Holiday parks across the UK attract millions of visitors every year. Families plan their breaks months in advance, hoping for sunshine, good food, and plenty to do. But the quality of a stay often comes down to one thing: what happens between mealtimes.
That is where activity management services come in. And in recent years, the way holiday parks use them has changed quite a bit.
What Are Activity Management Services?
At their core, activity management services cover everything that keeps guests busy and happy during their stay. This includes daytime activity programmes, evening entertainment, children’s clubs, live shows, seasonal events, and more.
For a holiday park operator, putting all of this together is a big job. You need the right staff, the right training, and a clear plan for every day of the season. Many venues now work with specialist providers to handle this, rather than trying to manage it all in-house.
Why More Venues Are Outsourcing Entertainment Programmes
Running a successful entertainment programme takes more than hiring a few performers. It involves recruitment, staff training, scheduling, compliance with health and safety rules, and keeping guests engaged across different age groups and interests.
Specialist providers have the knowledge and networks to make this work at scale. They recruit and train staff ahead of the season, carry out on-site checks to keep standards high, and can step in quickly if something goes wrong.
For operators, this means less time spent on people management and more time focused on the broader guest experience. It also helps during busy periods, when staffing gaps can quickly damage a park’s reputation.
The Shift Towards Bespoke Programmes
One of the biggest changes in recent years is the move away from one-size-fits-all entertainment. Guests expect more now. A coastal park in Cornwall has different needs from a lakeside retreat in the Lake District, and visitors notice when a programme feels generic.
The better activity management services providers build programmes that reflect the character of each venue. This might mean themed seasonal events, activities designed around the local landscape, or shows that feel like they belong to that specific place rather than a touring package.
What Does a Good Activity Programme Actually Include?
A well-run activity programme typically covers several areas. Daytime activities keep guests on-site and active. These might include sports, arts and crafts sessions, outdoor challenges, and children’s entertainment. Evening entertainment then shifts the mood, with live acts, cabaret performances, and events like quiz nights or themed celebrations.
Full production shows are becoming more common at larger venues. These are polished performances with proper staging, costumes, and rehearsed casts. They take real effort to produce but leave a lasting impression on guests and often drive repeat bookings.
Seasonal events add another layer. A well-run Halloween programme or a festive Christmas week can become the reason families book the same park every year.
Training Makes the Difference
The quality of an entertainment programme depends almost entirely on the people delivering it. Good staff training covers far more than performance skills. It includes how to handle different guest needs, how to manage children safely, first aid awareness, and how to deal with difficult situations professionally.
Staff who feel well-prepared deliver a better product. Guests pick up on confidence and enthusiasm, and the difference between a well-trained team and an underprepared one is usually obvious within the first few hours.

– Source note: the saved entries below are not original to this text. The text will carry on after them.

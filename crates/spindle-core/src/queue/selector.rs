//! Priority selector: which queue does the next task come from?

use crate::domain::QueueState;

/// Pick the queue to draw from.
///
/// 1. `explicit`, if that queue holds a real item;
/// 2. the first non-empty label of the document's `priority_order`
///    (or `default_order` when the document has none);
/// 3. the first non-empty remaining label, in lexical order.
///
/// Placeholders never make a queue non-empty. `None` means no task is available.
pub fn select(state: &QueueState, explicit: Option<&str>, default_order: &[String]) -> Option<String> {
    if let Some(label) = explicit
        && state.has_pending(label)
    {
        return Some(label.to_string());
    }

    let order: &[String] = state.priority_order.as_deref().unwrap_or(default_order);
    if let Some(label) = order.iter().find(|label| state.has_pending(label)) {
        return Some(label.clone());
    }

    // BTreeMap keys iterate in lexical order.
    state
        .queues
        .keys()
        .filter(|label| !order.contains(label))
        .find(|label| state.has_pending(label))
        .cloned()
}

#[cfg(test)]
mod tests {
    use super::*;
    use crate::domain::{DEFAULT_PRIORITY_ORDER, NewTask, Task, TaskId};
    use chrono::{TimeZone, Utc};
    use rstest::rstest;

    fn default_order() -> Vec<String> {
        DEFAULT_PRIORITY_ORDER.iter().map(|s| s.to_string()).collect()
    }

    fn state_with(labels: &[&str]) -> QueueState {
        let at = Utc.with_ymd_and_hms(2024, 1, 1, 12, 0, 0).unwrap();
        let mut state = QueueState::new(at);
        for (i, label) in labels.iter().enumerate() {
            let task = Task::from_new(NewTask::default(), TaskId::new(format!("t{i}")), label, at);
            state.queue_mut(label).items.push(task);
        }
        state
    }

    #[rstest]
    #[case::high_wins(&["low", "high"], None, Some("high"))]
    #[case::medium_before_low(&["low", "medium"], None, Some("medium"))]
    #[case::explicit_respected(&["low", "high"], Some("low"), Some("low"))]
    #[case::explicit_empty_falls_through(&["low"], Some("high"), Some("low"))]
    #[case::unknown_label_after_known(&["zeta", "low"], None, Some("low"))]
    #[case::unknown_labels_lexical(&["zeta", "alpha"], None, Some("alpha"))]
    #[case::nothing(&[], None, None)]
    fn selection(
        #[case] labels: &[&str],
        #[case] explicit: Option<&str>,
        #[case] expected: Option<&str>,
    ) {
        let state = state_with(labels);
        assert_eq!(
            select(&state, explicit, &default_order()).as_deref(),
            expected
        );
    }

    #[test]
    fn document_priority_order_overrides_default() {
        let mut state = state_with(&["high", "critical"]);
        state.priority_order = Some(vec!["critical".to_string(), "high".to_string()]);

        assert_eq!(select(&state, None, &default_order()).as_deref(), Some("critical"));
    }

    #[test]
    fn placeholder_only_queue_is_empty() {
        let at = Utc.with_ymd_and_hms(2024, 1, 1, 12, 0, 0).unwrap();
        let mut state = state_with(&["low"]);
        state
            .queue_mut("high")
            .items
            .push(Task::placeholder("high", "nothing here", at));

        assert_eq!(select(&state, None, &default_order()).as_deref(), Some("low"));
        assert_eq!(select(&state, Some("high"), &default_order()).as_deref(), Some("low"));
    }
}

Health, Safety, and Compliance
Entertainment and leisure environments come with real health and safety responsibilities. From outdoor activity risks to stage lighting and crowd management, there is a lot to stay on top of. Reputable activity management providers build compliance into everything they do, so operators are not left exposed.
This matters particularly for venues that serve children and families, where the bar for safeguarding and duty of care is rightly high.
Looking Ahead
As guests become more experienced travellers and more demanding in what they expect, the pressure on holiday parks to deliver a genuinely brilliant stay will only increase. Activity and entertainment programmes are no longer a nice extra. They are a core part of what people pay for.
The venues that get this right, whether by building strong in-house teams or working with expert providers, are the ones that will see guests come back season after season.